> [Task objective] For this exercise, print all of the data exactly as given.

Information provided section start

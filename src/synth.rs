//! Synthetic ground-truth generation
//!
//! Produces labeled (features -> cortisol) examples from a fixed linear formula
//! plus Gaussian noise. Generation is fully determined by the seed.

use crate::config::SynthesisConfig;
use crate::types::{
    Dataset, FeatureVector, TrainingExample, EVENT_RANGE, EXERCISE_RANGE, SLEEP_RANGE,
};
use rand::rngs::StdRng;
use rand::{Rng, SeedableRng};
use rand_distr::StandardNormal;
use tracing::debug;

/// Cortisol level with every deviation term at zero
pub const CORTISOL_BIAS: f64 = 15.0;

/// Cortisol change per hour of sleep above the centre
pub const SLEEP_COEFFICIENT: f64 = -0.842760;
pub const SLEEP_CENTER: f64 = 4.5;

/// Cortisol change per hour of exercise above the centre
pub const EXERCISE_COEFFICIENT: f64 = -0.822440;
pub const EXERCISE_CENTER: f64 = 1.0;

/// Cortisol change per unit of event valence
pub const EVENT_COEFFICIENT: f64 = -0.511592;

/// Standard deviation of the label noise
pub const NOISE_SIGMA: f64 = 1.0;

/// Noise-free cortisol for a feature vector
pub fn cortisol_formula(features: &FeatureVector) -> f64 {
    CORTISOL_BIAS
        + SLEEP_COEFFICIENT * (features.sleep_hours - SLEEP_CENTER)
        + EXERCISE_COEFFICIENT * (features.exercise_hours - EXERCISE_CENTER)
        + EVENT_COEFFICIENT * f64::from(features.event_score)
}

/// Seeded generator of synthetic training data
pub struct Synthesizer {
    rng: StdRng,
}

impl Synthesizer {
    pub fn new(seed: u64) -> Self {
        Self {
            rng: StdRng::seed_from_u64(seed),
        }
    }

    /// Generate a dataset according to `config`
    pub fn generate(config: &SynthesisConfig) -> Dataset {
        let mut synth = Self::new(config.seed);
        let examples = (0..config.samples).map(|_| synth.next_example()).collect();
        debug!(samples = config.samples, seed = config.seed, "synthesized dataset");
        Dataset::new(examples)
    }

    /// Draw one labeled example
    pub fn next_example(&mut self) -> TrainingExample {
        // Half-open ranges: the upper bound is never drawn
        let sleep_hours = self.rng.gen_range(*SLEEP_RANGE.start()..*SLEEP_RANGE.end());
        let exercise_hours = self
            .rng
            .gen_range(*EXERCISE_RANGE.start()..*EXERCISE_RANGE.end());
        let event_score = self.rng.gen_range(EVENT_RANGE);

        let features = FeatureVector::new(sleep_hours, exercise_hours, event_score);
        let noise = NOISE_SIGMA * self.rng.sample::<f64, _>(StandardNormal);
        let cortisol = (cortisol_formula(&features) + noise).max(0.0);

        TrainingExample { features, cortisol }
    }
}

Information provided section end

> [Your response]
filename src/synth.rs
//! Synthetic ground-truth generation
//!
//! Produces labeled (features -> cortisol) examples from a fixed linear formula
//! plus Gaussian noise. Generation is fully determined by the seed.

use crate::config::SynthesisConfig;
use crate::types::{
    Dataset, FeatureVector, TrainingExample, EVENT_RANGE, EXERCISE_RANGE, SLEEP_RANGE,
};
use rand::rngs::StdRng;
use rand::{Rng, SeedableRng};
use rand_distr::StandardNormal;
use tracing::debug;

/// Cortisol level with every deviation term at zero
pub const CORTISOL_BIAS: f64 = 15.0;

/// Cortisol change per hour of sleep above the centre
pub const SLEEP_COEFFICIENT: f64 = -0.842760;
pub const SLEEP_CENTER: f64 = 4.5;

/// Cortisol change per hour of exercise above the centre
pub const EXERCISE_COEFFICIENT: f64 = -0.822440;
pub const EXERCISE_CENTER: f64 = 1.0;

/// Cortisol change per unit of event valence
pub const EVENT_COEFFICIENT: f64 = -0.511592;

/// Standard deviation of the label noise
pub const NOISE_SIGMA: f64 = 1.0;

/// Noise-free cortisol for a feature vector
pub fn cortisol_formula(features: &FeatureVector) -> f64 {
    CORTISOL_BIAS
        + SLEEP_COEFFICIENT * (features.sleep_hours - SLEEP_CENTER)
        + EXERCISE_COEFFICIENT * (features.exercise_hours - EXERCISE_CENTER)
        + EVENT_COEFFICIENT * f64::from(features.event_score)
}

/// Seeded generator of synthetic training data
pub struct Synthesizer {
    rng: StdRng,
}

impl Synthesizer {
    pub fn new(seed: u64) -> Self {
        Self {
            rng: StdRng::seed_from_u64(seed),
        }
    }

    /// Generate a dataset according to `config`
    pub fn generate(config: &SynthesisConfig) -> Dataset {
        let mut synth = Self::new(config.seed);
        let examples = (0..config.samples).map(|_| synth.next_example()).collect();
        debug!(samples = config.samples, seed = config.seed, "synthesized dataset");
        Dataset::new(examples)
    }

    /// Draw one labeled example
    pub fn next_example(&mut self) -> TrainingExample {
        // Half-open ranges: the upper bound is never drawn
        let sleep_hours = self.rng.gen_range(*SLEEP_RANGE.start()..*SLEEP_RANGE.end());
        let exercise_hours = self
            .rng
            .gen_range(*EXERCISE_RANGE.start()..*EXERCISE_RANGE.end());
        let event_score = self.rng.gen_range(EVENT_RANGE);

        let features = FeatureVector::new(sleep_hours, exercise_hours, event_score);
        let noise = NOISE_SIGMA * self.rng.sample::<f64, _>(StandardNormal);
        let cortisol = (cortisol_formula(&features) + noise).max(0.0);

        TrainingExample { features, cortisol }
    }
}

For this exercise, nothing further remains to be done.